## Given information
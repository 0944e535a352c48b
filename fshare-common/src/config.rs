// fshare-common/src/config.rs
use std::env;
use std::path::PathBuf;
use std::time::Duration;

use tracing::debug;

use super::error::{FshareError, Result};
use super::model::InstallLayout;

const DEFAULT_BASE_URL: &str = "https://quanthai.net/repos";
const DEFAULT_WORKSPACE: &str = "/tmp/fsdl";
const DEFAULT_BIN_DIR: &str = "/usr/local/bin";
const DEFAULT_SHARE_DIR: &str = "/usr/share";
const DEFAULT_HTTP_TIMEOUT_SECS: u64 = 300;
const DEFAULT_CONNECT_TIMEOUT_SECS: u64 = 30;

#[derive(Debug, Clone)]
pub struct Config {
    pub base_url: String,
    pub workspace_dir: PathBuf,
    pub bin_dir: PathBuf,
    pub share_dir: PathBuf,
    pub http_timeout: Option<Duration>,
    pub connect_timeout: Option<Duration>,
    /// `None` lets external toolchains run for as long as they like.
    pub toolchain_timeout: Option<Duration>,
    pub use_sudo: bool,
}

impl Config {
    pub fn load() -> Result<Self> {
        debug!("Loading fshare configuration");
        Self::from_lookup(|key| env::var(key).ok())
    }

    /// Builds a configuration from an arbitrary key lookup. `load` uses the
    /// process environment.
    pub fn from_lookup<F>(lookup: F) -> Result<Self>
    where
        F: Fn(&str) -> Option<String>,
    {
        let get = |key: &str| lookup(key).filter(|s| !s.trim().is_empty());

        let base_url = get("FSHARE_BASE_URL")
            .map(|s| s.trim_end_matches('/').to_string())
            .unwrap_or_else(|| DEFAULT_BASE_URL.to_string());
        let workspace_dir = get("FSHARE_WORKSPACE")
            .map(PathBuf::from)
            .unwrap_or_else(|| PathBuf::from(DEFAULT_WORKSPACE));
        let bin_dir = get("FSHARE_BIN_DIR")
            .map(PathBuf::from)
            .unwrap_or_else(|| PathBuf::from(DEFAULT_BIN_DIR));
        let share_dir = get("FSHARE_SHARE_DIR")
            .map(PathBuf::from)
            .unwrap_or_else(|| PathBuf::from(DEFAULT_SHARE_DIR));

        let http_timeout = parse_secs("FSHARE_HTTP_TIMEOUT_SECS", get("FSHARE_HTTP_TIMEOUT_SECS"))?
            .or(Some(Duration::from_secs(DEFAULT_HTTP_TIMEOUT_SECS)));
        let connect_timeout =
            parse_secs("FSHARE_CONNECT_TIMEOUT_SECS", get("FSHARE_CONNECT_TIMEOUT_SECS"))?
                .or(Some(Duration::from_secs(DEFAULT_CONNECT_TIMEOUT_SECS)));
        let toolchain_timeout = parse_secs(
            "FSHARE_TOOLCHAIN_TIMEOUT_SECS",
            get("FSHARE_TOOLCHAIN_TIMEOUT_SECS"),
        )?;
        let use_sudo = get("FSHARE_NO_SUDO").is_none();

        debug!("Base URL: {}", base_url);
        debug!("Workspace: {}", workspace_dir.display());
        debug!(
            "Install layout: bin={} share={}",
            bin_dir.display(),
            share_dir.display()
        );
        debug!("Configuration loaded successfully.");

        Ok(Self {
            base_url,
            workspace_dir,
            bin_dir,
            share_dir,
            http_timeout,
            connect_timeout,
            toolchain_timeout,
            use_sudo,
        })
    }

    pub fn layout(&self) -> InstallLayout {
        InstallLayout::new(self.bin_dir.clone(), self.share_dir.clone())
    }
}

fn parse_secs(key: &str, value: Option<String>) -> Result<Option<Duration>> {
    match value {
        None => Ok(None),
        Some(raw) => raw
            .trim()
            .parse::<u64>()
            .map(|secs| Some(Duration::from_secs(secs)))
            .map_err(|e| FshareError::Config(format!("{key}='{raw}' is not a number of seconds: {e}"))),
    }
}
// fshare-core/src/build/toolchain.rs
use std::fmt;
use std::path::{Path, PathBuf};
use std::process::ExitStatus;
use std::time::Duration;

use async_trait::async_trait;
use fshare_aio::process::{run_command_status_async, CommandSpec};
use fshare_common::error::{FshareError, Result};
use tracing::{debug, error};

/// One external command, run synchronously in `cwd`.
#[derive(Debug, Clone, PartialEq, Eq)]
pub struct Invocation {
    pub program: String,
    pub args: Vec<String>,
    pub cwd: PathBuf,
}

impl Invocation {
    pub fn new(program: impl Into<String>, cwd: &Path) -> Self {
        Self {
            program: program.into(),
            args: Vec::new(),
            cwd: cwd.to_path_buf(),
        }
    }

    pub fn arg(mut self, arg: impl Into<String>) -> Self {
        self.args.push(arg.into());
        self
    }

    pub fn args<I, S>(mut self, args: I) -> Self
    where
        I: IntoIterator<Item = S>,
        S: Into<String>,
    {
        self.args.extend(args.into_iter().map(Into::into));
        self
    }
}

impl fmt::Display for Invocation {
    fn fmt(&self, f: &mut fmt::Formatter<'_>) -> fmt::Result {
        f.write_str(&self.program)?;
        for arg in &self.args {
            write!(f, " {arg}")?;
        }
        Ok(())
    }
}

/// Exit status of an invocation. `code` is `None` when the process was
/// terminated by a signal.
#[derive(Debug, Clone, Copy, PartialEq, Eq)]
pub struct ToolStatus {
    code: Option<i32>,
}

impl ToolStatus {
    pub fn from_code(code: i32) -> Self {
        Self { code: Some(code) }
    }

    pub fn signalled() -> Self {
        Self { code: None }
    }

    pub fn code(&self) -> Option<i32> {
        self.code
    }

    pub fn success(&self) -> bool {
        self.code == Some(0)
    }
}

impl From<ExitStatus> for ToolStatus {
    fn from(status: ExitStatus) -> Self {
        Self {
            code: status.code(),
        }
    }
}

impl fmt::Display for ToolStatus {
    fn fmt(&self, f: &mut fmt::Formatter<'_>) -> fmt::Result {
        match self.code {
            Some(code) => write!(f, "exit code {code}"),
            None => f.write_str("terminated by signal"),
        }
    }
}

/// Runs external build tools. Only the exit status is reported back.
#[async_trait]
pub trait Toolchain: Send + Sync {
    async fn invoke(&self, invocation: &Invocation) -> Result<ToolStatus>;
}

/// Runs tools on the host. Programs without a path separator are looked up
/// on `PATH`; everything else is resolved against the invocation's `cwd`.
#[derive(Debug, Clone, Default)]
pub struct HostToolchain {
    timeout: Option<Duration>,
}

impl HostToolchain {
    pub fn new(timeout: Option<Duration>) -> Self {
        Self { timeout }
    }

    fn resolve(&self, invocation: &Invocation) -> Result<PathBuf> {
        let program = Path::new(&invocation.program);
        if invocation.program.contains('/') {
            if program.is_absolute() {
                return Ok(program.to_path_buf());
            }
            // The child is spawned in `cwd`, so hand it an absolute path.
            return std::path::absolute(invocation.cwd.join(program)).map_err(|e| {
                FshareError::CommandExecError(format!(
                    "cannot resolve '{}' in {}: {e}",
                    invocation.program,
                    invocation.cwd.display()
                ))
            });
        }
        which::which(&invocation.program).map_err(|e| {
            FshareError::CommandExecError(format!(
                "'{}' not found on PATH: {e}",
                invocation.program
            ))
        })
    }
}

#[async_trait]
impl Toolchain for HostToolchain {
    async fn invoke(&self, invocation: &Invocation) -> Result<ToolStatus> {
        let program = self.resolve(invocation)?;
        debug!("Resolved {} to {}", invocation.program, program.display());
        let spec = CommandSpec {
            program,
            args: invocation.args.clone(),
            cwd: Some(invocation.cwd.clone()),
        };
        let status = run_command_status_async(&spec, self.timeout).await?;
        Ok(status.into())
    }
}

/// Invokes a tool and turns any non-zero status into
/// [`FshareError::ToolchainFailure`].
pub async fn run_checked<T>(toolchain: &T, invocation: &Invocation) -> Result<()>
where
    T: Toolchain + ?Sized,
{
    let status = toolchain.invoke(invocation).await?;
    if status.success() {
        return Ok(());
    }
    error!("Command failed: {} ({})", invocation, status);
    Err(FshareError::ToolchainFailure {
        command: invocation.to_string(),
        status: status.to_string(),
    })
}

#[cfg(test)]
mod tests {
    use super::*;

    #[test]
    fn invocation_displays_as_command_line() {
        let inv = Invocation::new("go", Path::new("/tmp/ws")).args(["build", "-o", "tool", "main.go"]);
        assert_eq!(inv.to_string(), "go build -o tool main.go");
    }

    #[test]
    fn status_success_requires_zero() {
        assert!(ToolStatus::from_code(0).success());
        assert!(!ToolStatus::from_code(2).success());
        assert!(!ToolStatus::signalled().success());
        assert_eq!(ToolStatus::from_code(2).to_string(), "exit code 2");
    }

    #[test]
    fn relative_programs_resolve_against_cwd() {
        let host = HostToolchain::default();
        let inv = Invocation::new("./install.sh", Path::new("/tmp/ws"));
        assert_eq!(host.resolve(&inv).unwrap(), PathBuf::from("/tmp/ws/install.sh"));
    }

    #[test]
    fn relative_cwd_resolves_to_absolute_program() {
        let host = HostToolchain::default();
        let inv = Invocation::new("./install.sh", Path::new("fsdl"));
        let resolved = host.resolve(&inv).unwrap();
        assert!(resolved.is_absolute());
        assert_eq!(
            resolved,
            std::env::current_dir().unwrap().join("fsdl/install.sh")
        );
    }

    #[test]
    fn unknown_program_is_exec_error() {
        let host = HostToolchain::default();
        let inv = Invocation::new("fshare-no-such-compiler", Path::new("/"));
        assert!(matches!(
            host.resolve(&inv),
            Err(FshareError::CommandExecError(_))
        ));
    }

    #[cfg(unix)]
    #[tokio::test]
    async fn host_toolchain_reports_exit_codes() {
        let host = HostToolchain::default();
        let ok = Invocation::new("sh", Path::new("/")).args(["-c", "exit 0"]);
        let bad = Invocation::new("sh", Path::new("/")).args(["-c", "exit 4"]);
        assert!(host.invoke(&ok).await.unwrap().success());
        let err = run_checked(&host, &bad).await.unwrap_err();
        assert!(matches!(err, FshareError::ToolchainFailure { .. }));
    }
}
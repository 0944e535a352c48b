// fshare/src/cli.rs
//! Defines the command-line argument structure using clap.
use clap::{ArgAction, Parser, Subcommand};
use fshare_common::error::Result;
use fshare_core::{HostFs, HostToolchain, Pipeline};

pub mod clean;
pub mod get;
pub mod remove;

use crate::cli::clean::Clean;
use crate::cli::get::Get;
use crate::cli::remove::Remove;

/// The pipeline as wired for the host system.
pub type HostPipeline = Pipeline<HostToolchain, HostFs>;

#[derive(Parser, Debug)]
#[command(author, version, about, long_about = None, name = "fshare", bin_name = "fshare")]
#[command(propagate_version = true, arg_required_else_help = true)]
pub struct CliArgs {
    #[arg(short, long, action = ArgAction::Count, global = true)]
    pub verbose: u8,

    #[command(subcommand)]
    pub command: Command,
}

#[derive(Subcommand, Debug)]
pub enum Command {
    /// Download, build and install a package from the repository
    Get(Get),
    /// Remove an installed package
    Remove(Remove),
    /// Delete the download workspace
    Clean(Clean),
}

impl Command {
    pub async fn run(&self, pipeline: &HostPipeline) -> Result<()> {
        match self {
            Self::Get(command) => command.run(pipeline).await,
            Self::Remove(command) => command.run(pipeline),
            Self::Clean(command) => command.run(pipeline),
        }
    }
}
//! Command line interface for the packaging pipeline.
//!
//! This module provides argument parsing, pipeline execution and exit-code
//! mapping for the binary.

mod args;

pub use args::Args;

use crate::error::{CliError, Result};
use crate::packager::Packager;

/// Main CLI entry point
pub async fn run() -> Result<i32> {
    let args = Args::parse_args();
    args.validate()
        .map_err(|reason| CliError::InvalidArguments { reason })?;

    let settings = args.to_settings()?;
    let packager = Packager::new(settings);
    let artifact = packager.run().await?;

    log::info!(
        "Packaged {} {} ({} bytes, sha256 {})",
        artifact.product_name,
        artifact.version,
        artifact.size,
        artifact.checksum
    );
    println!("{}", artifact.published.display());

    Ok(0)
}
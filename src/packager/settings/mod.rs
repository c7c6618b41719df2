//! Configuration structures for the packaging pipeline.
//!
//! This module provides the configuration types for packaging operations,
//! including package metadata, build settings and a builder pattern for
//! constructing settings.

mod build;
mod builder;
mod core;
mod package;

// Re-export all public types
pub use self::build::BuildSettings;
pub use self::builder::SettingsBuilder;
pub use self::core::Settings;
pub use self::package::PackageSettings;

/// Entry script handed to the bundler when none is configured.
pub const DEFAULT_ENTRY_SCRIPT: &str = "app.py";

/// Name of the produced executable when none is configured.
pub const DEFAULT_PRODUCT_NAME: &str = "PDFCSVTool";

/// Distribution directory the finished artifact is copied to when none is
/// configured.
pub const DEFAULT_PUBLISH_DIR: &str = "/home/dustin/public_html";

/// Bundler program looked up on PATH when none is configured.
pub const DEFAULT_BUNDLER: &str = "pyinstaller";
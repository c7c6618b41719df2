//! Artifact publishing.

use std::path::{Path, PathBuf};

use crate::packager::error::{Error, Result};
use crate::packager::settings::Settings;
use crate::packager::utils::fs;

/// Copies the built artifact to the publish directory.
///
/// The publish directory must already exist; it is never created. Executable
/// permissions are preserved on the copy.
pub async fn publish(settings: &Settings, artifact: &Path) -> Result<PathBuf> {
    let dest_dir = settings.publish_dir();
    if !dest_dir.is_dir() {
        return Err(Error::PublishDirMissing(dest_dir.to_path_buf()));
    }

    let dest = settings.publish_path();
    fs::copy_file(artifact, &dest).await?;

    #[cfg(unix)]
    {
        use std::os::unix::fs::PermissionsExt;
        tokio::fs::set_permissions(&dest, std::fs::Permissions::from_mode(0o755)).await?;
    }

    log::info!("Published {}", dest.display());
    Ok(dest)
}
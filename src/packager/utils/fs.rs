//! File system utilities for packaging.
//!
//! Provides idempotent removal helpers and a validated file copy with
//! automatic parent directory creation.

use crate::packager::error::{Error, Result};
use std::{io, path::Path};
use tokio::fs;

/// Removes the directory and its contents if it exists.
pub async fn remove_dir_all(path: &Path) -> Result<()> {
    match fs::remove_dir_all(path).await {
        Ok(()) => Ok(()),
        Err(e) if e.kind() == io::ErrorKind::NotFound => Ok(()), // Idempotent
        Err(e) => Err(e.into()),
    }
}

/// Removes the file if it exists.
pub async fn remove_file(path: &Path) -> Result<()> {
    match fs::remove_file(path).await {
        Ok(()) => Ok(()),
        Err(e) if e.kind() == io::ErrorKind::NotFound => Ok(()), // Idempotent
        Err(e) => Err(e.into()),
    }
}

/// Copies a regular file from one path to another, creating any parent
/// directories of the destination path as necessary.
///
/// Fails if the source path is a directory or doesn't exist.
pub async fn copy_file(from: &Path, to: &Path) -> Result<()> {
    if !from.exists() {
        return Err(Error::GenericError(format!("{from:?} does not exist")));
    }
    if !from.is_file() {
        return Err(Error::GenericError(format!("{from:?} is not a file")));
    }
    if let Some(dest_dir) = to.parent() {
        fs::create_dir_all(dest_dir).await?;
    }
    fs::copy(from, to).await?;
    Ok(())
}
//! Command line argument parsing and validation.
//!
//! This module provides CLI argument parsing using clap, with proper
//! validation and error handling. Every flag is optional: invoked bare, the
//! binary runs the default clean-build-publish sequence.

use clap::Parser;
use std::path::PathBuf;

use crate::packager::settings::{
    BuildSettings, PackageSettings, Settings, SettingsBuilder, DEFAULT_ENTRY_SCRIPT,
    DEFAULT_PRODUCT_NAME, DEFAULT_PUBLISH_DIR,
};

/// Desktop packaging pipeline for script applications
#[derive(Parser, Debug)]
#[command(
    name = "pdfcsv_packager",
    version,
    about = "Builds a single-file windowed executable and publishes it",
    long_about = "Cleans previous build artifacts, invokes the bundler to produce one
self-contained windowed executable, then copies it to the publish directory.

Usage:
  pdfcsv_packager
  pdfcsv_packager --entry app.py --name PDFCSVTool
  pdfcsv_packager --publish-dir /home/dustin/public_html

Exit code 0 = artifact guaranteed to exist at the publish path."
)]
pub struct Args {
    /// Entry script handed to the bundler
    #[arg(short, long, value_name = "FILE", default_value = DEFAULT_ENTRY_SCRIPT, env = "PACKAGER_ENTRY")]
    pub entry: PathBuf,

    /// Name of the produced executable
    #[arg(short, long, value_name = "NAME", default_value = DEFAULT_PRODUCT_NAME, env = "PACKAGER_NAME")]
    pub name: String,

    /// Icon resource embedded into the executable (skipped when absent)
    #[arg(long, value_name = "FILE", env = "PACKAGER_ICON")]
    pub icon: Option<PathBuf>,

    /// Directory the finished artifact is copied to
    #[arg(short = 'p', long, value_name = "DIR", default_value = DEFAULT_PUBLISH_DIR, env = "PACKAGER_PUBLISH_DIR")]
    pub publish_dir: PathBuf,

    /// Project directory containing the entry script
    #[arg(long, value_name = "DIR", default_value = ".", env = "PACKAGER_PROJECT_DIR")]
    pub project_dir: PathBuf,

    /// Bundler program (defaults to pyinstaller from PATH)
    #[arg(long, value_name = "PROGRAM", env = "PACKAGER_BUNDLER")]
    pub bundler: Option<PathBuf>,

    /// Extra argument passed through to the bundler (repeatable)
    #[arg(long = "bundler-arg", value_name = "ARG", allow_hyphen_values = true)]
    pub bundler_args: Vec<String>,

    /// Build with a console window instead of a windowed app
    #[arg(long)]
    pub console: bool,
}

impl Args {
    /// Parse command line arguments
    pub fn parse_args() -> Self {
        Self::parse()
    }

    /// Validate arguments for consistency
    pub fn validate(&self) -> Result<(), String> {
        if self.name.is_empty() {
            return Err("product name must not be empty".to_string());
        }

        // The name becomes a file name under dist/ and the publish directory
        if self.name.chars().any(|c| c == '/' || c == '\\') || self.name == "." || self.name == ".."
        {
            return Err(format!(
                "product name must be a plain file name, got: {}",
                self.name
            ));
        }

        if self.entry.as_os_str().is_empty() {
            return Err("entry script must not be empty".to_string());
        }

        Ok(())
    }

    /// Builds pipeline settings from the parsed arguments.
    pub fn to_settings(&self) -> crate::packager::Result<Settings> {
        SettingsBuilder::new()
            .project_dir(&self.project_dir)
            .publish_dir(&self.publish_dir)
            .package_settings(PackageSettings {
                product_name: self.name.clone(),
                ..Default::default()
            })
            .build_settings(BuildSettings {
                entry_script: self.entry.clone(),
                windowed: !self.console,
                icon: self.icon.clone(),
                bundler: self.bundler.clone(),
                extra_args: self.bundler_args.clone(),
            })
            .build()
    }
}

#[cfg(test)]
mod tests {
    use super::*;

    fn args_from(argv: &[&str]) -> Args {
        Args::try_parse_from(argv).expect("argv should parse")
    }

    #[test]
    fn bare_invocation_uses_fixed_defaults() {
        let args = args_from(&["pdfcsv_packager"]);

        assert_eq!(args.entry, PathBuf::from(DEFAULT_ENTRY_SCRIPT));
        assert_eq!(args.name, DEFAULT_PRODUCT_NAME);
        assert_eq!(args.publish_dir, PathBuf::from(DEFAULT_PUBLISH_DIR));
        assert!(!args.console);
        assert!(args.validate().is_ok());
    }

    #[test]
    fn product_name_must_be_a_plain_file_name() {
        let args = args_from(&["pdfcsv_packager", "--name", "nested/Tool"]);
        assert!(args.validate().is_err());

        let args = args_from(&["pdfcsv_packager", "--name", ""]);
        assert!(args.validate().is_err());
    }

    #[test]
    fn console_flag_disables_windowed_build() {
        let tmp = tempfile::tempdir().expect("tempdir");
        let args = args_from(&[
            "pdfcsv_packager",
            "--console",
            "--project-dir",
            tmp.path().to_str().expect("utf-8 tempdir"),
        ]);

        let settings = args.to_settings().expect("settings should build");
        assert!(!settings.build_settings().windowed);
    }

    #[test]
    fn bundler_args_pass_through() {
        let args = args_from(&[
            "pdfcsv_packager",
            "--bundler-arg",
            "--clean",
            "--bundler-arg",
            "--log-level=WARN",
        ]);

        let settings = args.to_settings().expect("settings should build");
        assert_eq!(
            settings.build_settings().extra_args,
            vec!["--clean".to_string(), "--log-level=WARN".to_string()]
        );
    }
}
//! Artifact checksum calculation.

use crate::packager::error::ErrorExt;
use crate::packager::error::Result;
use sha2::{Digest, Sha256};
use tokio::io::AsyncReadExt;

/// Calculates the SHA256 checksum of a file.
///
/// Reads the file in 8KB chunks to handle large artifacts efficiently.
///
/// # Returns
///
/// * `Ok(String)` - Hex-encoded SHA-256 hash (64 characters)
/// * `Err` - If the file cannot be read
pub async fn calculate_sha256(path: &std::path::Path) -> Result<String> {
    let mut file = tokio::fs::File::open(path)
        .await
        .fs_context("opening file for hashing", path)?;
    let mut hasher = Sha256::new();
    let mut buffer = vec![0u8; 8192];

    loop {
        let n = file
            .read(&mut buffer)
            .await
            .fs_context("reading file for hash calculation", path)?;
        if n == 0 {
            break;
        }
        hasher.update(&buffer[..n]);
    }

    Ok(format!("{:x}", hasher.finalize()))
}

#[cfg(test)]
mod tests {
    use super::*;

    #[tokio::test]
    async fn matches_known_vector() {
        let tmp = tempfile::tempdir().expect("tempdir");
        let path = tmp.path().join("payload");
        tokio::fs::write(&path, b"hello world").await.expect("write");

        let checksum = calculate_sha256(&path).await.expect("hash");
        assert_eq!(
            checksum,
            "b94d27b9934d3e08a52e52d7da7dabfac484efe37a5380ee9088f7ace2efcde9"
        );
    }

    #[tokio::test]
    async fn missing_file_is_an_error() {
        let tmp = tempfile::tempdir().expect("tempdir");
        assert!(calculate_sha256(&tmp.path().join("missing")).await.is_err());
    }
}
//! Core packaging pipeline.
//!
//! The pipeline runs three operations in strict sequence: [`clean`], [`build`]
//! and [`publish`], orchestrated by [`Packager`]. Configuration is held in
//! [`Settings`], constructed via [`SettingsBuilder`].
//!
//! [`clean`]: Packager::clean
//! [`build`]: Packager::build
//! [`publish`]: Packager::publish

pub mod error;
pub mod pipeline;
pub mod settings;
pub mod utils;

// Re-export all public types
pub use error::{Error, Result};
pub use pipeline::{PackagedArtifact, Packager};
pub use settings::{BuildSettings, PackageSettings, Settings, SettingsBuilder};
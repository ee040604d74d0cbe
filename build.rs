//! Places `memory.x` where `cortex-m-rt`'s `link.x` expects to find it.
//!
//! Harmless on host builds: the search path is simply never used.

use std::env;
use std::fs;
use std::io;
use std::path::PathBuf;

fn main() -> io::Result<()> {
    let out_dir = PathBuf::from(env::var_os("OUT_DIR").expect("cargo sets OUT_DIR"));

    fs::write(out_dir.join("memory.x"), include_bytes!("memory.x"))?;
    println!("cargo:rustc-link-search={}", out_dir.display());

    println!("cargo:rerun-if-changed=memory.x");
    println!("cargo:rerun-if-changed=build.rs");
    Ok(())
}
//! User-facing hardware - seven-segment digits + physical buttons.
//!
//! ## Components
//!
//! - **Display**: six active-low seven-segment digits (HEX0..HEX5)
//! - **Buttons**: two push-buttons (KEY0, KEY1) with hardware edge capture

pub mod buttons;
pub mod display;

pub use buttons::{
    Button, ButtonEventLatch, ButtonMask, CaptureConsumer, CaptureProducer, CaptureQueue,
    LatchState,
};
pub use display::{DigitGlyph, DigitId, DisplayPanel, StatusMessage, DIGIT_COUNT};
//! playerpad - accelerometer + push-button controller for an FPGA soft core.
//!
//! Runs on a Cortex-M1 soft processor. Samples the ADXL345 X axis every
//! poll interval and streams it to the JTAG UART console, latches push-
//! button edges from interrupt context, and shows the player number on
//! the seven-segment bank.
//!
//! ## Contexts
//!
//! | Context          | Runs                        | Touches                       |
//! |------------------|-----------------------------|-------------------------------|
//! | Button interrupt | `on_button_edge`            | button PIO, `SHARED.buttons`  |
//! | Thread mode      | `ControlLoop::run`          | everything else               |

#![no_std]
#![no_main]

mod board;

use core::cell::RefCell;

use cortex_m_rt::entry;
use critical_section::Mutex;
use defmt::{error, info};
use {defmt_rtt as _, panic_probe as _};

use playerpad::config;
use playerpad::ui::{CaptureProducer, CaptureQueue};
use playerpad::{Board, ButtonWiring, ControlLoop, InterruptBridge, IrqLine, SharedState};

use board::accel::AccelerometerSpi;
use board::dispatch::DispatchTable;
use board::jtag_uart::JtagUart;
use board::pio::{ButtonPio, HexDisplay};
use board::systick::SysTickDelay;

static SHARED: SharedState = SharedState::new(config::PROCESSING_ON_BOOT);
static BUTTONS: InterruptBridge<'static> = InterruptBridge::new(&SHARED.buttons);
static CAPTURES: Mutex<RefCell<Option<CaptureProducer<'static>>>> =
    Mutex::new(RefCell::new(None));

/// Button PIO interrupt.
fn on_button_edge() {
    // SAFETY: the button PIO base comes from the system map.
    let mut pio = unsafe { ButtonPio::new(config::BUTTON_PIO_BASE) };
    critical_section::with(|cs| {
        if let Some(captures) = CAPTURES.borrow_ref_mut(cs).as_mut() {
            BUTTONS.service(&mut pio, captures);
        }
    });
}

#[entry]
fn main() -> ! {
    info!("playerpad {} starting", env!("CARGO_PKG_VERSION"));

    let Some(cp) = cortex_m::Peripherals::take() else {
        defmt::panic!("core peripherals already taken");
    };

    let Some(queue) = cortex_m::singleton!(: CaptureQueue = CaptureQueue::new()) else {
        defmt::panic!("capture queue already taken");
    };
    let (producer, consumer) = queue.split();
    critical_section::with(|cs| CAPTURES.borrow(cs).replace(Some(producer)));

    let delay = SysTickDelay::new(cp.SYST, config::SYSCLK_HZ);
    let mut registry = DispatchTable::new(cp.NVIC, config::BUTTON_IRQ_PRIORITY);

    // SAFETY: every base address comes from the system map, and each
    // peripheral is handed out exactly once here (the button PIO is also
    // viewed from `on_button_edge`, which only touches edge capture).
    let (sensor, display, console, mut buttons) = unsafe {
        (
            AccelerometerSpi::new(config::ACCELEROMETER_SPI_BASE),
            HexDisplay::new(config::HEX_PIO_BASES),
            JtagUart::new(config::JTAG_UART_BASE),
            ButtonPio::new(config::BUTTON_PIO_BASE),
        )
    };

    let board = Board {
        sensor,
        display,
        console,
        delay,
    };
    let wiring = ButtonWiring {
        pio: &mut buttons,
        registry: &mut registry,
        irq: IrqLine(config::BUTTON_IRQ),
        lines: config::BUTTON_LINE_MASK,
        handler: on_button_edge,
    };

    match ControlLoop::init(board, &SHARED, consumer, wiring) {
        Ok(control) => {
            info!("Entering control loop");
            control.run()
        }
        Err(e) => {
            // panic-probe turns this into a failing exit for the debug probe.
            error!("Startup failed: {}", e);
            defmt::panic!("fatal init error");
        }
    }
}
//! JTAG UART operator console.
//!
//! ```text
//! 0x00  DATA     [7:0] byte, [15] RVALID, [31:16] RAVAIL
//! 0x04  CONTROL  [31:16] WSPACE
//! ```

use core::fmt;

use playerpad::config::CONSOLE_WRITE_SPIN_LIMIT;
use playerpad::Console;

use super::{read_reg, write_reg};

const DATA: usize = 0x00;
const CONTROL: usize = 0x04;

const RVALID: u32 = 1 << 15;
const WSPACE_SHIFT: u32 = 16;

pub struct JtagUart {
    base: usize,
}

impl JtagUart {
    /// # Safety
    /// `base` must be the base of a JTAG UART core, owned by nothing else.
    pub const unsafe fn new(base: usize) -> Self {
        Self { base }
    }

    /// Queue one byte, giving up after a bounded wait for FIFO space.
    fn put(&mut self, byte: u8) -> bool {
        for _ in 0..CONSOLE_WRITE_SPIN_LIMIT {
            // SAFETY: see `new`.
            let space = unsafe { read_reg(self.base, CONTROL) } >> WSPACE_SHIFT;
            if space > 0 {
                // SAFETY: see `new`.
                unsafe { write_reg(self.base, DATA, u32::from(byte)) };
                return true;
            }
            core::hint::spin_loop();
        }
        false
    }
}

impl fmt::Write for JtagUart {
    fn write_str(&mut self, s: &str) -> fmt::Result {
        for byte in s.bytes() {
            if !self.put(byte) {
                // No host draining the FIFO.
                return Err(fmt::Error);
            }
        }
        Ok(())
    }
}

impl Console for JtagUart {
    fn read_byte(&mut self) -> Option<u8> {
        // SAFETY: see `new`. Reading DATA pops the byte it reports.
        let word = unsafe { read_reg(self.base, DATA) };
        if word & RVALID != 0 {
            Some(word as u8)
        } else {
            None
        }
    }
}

## Instructions to follow
When a line among the entries contains "never", pull that line out.

## Answer box
/// The publish directory must already exist; it is never created. Executable
//! Harmless on host builds: the search path is simply never used.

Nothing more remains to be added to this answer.